[Items listed in a dataset]
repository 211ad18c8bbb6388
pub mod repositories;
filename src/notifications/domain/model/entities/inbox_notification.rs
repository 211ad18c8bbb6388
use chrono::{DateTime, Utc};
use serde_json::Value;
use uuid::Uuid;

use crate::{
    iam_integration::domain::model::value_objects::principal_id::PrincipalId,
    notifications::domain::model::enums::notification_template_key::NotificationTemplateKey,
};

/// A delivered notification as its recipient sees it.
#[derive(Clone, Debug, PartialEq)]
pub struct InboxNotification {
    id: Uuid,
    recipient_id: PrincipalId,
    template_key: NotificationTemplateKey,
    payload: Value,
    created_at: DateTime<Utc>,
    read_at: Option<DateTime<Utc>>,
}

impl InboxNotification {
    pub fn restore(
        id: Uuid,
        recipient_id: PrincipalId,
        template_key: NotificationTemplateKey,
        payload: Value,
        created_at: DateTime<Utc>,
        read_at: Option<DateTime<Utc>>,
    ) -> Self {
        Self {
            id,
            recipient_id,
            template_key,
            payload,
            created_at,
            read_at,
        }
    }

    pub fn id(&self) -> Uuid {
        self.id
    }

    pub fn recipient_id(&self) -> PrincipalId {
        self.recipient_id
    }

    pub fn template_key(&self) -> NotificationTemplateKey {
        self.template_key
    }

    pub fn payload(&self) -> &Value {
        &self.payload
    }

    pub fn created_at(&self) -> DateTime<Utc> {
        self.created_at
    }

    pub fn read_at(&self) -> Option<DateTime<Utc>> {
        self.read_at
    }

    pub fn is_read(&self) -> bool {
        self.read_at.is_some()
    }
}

**Exercise details:**
Your answer must be the number of lines above that contain the word "InboxNotification", stated alone.

**Reply to the task:**
2